Ihre Worte hatten mich noch mehr aufgewühlt und ich wurde wieder sauer. Was bildete sie sich ein? Ja, sie war Vanessas beste Freundin, doch trotzdem kam mir die ganze Sache komisch vor. Ich sollte mich von ihr fernhalten? Was war nur zwischen uns passiert? Durch meinen Körper ging ein heftiger Ruck und ich wusste, dass der nächste Heulanfall nicht weit entfernt war. Ich schloss die Augen, um mich zu beruhigen. Ein Vibrieren riss mich aus meinen Gedanken. Sophia rief mich zurück. Ich nahm das Gespräch an. »Sorry, dass ich nicht rangegangen bin«, plapperte sie munter darauf los. »Ich war beschäftigt.« Sie lachte leise auf. Ich atmete tief durch. »Hat sich schon erledigt.« Einen Moment war es still und ich spürte, dass sie misstrauisch war. »Irgendwas hast du doch. Ist etwas passiert?« Sollte ich ihr von der Begegnung mit Caro erzählen? Von ihrer Nachricht? Ich entschied mich dafür. Sie war meine beste Freundin und ich hatte ihr in der Vergangenheit schon genug verschwiegen.

»Als wir vorhin losgefahren sind«, fing ich an, aber wusste nicht so recht, wie ich ihr davon erzählen sollte, ohne dass es komisch klang. »Ich bin einen Umweg gefahren. Ich war plötzlich in der Straße, in der Vanessa wohnt. Ich stand etwas entfernt und hab ihr Haus angestarrt. Ich weiß, dass es falsch war und unfassbar dämlich. Dann kam Caro, Vanessas beste Freundin, aus dem Haus. Sie hat mich gesehen.« Sophia stieß ein lautes »Scheiße« aus. »Und dann?«, hakte sie nach und ihre Stimme war ganz piepsig geworden. »Dann habe ich mich umgedreht und bin schnell weggefahren.« Sie erwiderte: »Vielleicht hat sie dich also gar nicht gesehen?« Leise antwortete ich: »Doch. Sie hat mir danach über Facebook eine Nachricht geschickt.« Ich las ihr die Nachricht vor. »Du kannst mir erzählen, was du willst, aber irgendetwas ist an der ganzen Sache doch komisch. Es hat sich bei dir schon sehr ernst angehört, was ihr hattet. Dann ihre Art, wie sie es beendet hat. Allgemein ist das nicht ganz stimmig. Ich kann es mir nicht erklären. Und wenn du noch einmal versucht, auf sie zuzugehen?«, wollte sie wissen und schnell sagte ich: »Auf gar keinen Fall. Würde ich ihr wirklich etwas bedeuten, hätte sie sich doch bei mir gemeldet. Aber seit Monaten habe ich nichts von ihr gehört.« Sie murmelte irgendetwas Unverständliches. »Das ist alles sehr verzwickt.« Ich wollte nicht weiter über Vanessa reden, deshalb beendete ich das Gespräch.

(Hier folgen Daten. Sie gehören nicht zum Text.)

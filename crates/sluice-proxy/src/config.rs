// sluice-rs - The Sluice SIP Proxy Engine
// Copyright (C) 2025 James Ferris <ferrous.communications@gmail.com>
// SPDX-License-Identifier: Apache-2.0 OR MIT

//! Per-request proxy configuration.
//!
//! The live store is read-mostly: [`SharedConfig`] hands out an `Arc`
//! snapshot per inbound request, so a concurrent update never changes policy
//! mid-transaction.

use std::sync::Arc;
use std::time::Duration;

use parking_lot::RwLock;
use smol_str::SmolStr;

use sluice_msg::SipUri;

use crate::target::TransportKind;

/// Forking strategy for one inbound request.
#[derive(Debug, Clone, Copy, PartialEq, Eq)]
pub enum SearchMode {
    /// All candidates proxied concurrently as soon as known.
    Parallel,
    /// One candidate at a time, descending preference.
    Sequential,
    /// Only the top q-tier in parallel; lower tiers on full-tier failure.
    HighestPriority,
}

/// Whether the proxy retains per-transaction state.
#[derive(Debug, Clone, Copy, PartialEq, Eq)]
pub enum StateMode {
    /// Full transaction state, created eagerly for non-ACK/CANCEL requests.
    Stateful,
    /// No retained state until an explicit promotion.
    Stateless,
    /// State created lazily on the first proxy attempt, for failover only.
    FailoverStateful,
}

/// What to do when a next-hop fails with no SIP response.
#[derive(Debug, Clone, Copy, PartialEq, Eq)]
pub enum FailoverAction {
    /// Try the next candidate per the search mode.
    TryNext,
    /// Stop the search and answer with the best response so far.
    Stop,
}

/// One address the proxy listens on / advertises in Via and Record-Route.
#[derive(Debug, Clone, PartialEq, Eq)]
pub struct ListenPoint {
    pub host: SmolStr,
    pub port: u16,
    pub transport: TransportKind,
}

impl ListenPoint {
    pub fn new(host: impl Into<SmolStr>, port: u16, transport: TransportKind) -> Self {
        Self {
            host: host.into(),
            port,
            transport,
        }
    }
}

/// Immutable per-request configuration snapshot.
#[derive(Debug, Clone)]
pub struct ProxyConfig {
    pub search_mode: SearchMode,
    pub state_mode: StateMode,
    pub is_recursing: bool,
    /// Bound on 3xx recursion depth; redirects past this are dropped.
    pub max_recursion_depth: u8,
    pub cancel_branches_automatically: bool,
    /// Retry-After attached to locally generated 5xx responses, if non-zero.
    pub default_retry_after_ms: u64,
    pub failover_action: FailoverAction,
    /// Final response codes that trigger failover to the next candidate.
    pub failover_codes: Vec<u16>,
    /// `sequential_search_timeout = request_timeout / sequential_divisor`.
    pub sequential_divisor: u32,
    /// RFC 3261 T1 estimate; request timeout is 64×T1.
    pub t1: Duration,
    /// Explicit request-timeout override, bypassing the 64×T1 computation.
    pub request_timeout_override: Option<Duration>,
    /// Addresses this proxy answers on; used to recognize its own Via.
    pub listen: Vec<ListenPoint>,
    /// Address advertised in the Via of forwarded requests.
    pub via_address: ListenPoint,
    /// Record-Route URI inserted when staying on the signaling path.
    pub record_route_uri: Option<SipUri>,
}

impl Default for ProxyConfig {
    fn default() -> Self {
        let via = ListenPoint::new("proxy.invalid", 5060, TransportKind::Udp);
        Self {
            search_mode: SearchMode::Parallel,
            state_mode: StateMode::Stateful,
            is_recursing: true,
            max_recursion_depth: 5,
            cancel_branches_automatically: true,
            default_retry_after_ms: 0,
            failover_action: FailoverAction::TryNext,
            failover_codes: vec![408, 480, 486, 500, 502, 503, 504, 600, 603],
            sequential_divisor: 2,
            t1: Duration::from_millis(500),
            request_timeout_override: None,
            listen: vec![via.clone()],
            via_address: via,
            record_route_uri: None,
        }
    }
}

impl ProxyConfig {
    /// Returns whether the given sent-by address belongs to this proxy.
    ///
    /// Used to strip the proxy's own top Via before promoting a stateless
    /// transaction.
    pub fn recognize(&self, host: &str, port: u16, transport: TransportKind) -> bool {
        self.listen.iter().any(|lp| {
            lp.port == port && lp.transport == transport && lp.host.eq_ignore_ascii_case(host)
        })
    }

    /// Overall per-branch request timeout: 64×T1 unless overridden.
    ///
    /// Transaction timeouts (Timers B and F) are the same on reliable and
    /// unreliable transports; only retransmission timers differ, and those
    /// belong to the transport layer.
    pub fn request_timeout(&self, _transport: TransportKind, _is_invite: bool) -> Duration {
        self.request_timeout_override
            .unwrap_or_else(|| self.t1.saturating_mul(64))
    }

    /// How long a sequential search waits on one candidate before starting
    /// the next.
    pub fn sequential_search_timeout(&self, transport: TransportKind, is_invite: bool) -> Duration {
        self.request_timeout(transport, is_invite) / self.sequential_divisor.max(1)
    }

    /// Returns whether a final response code triggers failover.
    pub fn is_failover_code(&self, code: u16) -> bool {
        self.failover_codes.contains(&code)
    }
}

/// Process-wide configuration store. Updates replace the snapshot atomically;
/// in-flight transactions keep the snapshot they started with.
#[derive(Debug)]
pub struct SharedConfig {
    current: RwLock<Arc<ProxyConfig>>,
}

impl SharedConfig {
    pub fn new(config: ProxyConfig) -> Self {
        Self {
            current: RwLock::new(Arc::new(config)),
        }
    }

    /// Returns the current snapshot.
    pub fn snapshot(&self) -> Arc<ProxyConfig> {
        self.current.read().clone()
    }

    /// Replaces the live configuration.
    pub fn update(&self, config: ProxyConfig) {
        *self.current.write() = Arc::new(config);
    }
}

impl Default for SharedConfig {
    fn default() -> Self {
        Self::new(ProxyConfig::default())
    }
}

Ich machte mir in dieser Nacht noch viele Gedanken. Hatte Sophia vielleicht doch recht? Es war verlockend, noch einmal mit Vanessa zu reden, aber ich wusste auch, dass mich ihre abweisende Art noch mehr verletzen würde. Sie würde wahrscheinlich nicht mit mir reden wollen. Es hatte keinen Sinn. Es würde mir nichts bringen. Ich war überfordert. Wie konnte diese Frau nach all den Monaten noch so präsent in meinem Kopf sein? Wie konnte sie dafür sorgen, dass ich jetzt hier lag, an sie dachte und unzählige Tränen vergoss? Dass ich mich so sehr nach ihr sehnte, während sie mit ihrem Mann in einem Bett lag? Ihn küsste? Mit ihm schlief? Bei der Vorstellung wurde mir übel. Ich erinnerte mich an ihre Berührungen auf meiner nackten Haut. Wie wir hier in meinem Bett miteinander geschlafen hatten. Wie zärtlich sie war. Wie wunderschön. Warum hatte sie mit mir geschlafen, wenn sie mich sowieso nicht wollte? Sie wusste, dass es mein erstes Mal gewesen war. Für sie war es auch das erste Mal mit einer Frau gewesen, aber für mich war es das allererste Mal. Das würde man nicht vergessen. Ich dachte, wir hätten eine vertraute und intime Basis geschaffen, aber ich hatte mich anscheinend geirrt.